*** Dataset content

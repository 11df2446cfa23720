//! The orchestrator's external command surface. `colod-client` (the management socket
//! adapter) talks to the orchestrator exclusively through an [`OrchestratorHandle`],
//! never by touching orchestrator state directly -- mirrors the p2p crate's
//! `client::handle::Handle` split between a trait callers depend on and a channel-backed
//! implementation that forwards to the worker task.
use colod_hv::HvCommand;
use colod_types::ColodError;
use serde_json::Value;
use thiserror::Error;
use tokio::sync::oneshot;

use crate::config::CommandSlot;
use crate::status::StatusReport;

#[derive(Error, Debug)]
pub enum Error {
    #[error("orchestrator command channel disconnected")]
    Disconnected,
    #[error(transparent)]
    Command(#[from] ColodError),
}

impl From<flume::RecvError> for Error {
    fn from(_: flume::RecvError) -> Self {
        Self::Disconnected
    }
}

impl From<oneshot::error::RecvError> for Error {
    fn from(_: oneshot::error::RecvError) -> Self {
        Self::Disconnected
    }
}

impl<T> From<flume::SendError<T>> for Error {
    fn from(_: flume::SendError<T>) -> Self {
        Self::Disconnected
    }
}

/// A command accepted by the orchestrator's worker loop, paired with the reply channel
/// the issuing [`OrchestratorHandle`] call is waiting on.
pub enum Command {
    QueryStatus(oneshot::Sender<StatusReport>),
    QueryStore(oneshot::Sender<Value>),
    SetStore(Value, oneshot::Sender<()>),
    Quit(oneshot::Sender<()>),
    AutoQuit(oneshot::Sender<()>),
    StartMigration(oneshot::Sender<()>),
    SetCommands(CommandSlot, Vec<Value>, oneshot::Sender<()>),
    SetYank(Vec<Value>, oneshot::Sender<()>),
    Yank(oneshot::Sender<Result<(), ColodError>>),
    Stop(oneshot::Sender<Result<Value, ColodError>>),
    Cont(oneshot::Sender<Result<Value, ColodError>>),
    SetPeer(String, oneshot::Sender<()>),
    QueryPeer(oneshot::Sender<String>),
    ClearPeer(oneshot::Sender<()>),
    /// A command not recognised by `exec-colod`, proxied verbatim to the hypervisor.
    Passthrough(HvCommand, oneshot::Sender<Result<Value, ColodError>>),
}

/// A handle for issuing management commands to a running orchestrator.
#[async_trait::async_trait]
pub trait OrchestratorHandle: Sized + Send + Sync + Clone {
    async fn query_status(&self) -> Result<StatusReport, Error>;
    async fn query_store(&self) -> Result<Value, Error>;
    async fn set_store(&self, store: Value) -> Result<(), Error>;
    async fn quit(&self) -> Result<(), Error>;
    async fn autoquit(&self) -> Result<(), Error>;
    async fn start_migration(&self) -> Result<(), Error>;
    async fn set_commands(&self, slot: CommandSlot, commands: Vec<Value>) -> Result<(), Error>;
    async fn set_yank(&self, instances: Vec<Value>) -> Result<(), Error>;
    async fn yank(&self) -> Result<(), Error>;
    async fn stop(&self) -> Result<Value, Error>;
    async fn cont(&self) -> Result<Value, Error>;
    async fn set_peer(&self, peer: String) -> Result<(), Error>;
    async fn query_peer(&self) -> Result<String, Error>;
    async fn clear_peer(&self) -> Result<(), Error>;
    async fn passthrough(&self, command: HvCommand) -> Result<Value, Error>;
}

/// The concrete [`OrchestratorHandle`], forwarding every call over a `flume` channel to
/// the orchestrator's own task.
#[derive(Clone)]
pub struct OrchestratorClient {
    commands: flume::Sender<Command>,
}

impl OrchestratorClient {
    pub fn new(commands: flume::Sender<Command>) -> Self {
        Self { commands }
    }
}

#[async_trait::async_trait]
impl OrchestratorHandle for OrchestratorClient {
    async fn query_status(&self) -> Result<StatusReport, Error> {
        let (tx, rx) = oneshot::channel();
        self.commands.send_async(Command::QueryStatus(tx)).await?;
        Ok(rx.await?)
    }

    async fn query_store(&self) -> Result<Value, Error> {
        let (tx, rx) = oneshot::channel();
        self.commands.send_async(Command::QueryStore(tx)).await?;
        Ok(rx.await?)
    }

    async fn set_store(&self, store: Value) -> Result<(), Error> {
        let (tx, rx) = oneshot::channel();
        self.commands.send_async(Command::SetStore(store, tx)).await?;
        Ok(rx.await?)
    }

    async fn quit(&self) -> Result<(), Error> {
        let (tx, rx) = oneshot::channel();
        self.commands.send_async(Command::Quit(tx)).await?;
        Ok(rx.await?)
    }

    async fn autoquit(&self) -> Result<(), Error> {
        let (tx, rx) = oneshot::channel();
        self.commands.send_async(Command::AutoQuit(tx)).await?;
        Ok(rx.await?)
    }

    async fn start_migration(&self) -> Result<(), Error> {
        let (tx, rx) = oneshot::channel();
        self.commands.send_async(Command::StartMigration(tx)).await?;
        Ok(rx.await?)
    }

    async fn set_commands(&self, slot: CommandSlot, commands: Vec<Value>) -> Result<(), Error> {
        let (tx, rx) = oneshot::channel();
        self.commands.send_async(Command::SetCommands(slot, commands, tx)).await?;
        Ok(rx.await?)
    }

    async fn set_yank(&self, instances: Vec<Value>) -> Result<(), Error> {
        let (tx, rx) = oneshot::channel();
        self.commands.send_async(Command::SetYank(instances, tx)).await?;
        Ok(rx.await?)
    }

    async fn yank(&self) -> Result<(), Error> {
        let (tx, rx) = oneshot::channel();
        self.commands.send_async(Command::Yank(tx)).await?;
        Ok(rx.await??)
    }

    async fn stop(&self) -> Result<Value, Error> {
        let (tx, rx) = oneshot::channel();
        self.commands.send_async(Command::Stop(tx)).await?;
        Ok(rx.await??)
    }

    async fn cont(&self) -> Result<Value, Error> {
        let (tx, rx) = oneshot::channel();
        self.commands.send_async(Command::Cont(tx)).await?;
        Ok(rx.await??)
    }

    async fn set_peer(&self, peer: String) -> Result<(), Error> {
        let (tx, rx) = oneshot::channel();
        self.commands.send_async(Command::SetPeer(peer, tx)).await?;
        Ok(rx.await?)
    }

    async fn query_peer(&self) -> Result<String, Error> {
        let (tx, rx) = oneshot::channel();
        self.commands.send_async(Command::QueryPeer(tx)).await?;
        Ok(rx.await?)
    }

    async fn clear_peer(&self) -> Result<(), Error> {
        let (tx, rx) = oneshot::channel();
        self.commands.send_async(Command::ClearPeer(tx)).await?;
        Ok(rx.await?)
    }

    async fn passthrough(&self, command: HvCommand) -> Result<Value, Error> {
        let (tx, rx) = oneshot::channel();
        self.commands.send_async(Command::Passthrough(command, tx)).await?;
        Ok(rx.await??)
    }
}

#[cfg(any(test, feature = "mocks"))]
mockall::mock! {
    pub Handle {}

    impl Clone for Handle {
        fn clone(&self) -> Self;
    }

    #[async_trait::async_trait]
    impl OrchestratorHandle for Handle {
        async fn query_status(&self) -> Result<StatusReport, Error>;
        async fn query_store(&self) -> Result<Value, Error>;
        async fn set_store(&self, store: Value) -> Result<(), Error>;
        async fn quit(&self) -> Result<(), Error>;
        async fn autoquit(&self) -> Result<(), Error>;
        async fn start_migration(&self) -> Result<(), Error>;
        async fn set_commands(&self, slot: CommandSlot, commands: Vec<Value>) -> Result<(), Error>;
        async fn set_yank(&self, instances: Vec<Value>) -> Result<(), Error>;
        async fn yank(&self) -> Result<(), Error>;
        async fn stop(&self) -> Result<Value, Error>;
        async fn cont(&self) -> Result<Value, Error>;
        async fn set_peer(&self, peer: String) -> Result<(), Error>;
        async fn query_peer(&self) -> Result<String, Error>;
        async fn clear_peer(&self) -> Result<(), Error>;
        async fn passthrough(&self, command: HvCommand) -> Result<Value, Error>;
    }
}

******

▸ **What is needed**
One number is all the reply should hold: how many lines in these records include the word "crate".

▸ **Output**
3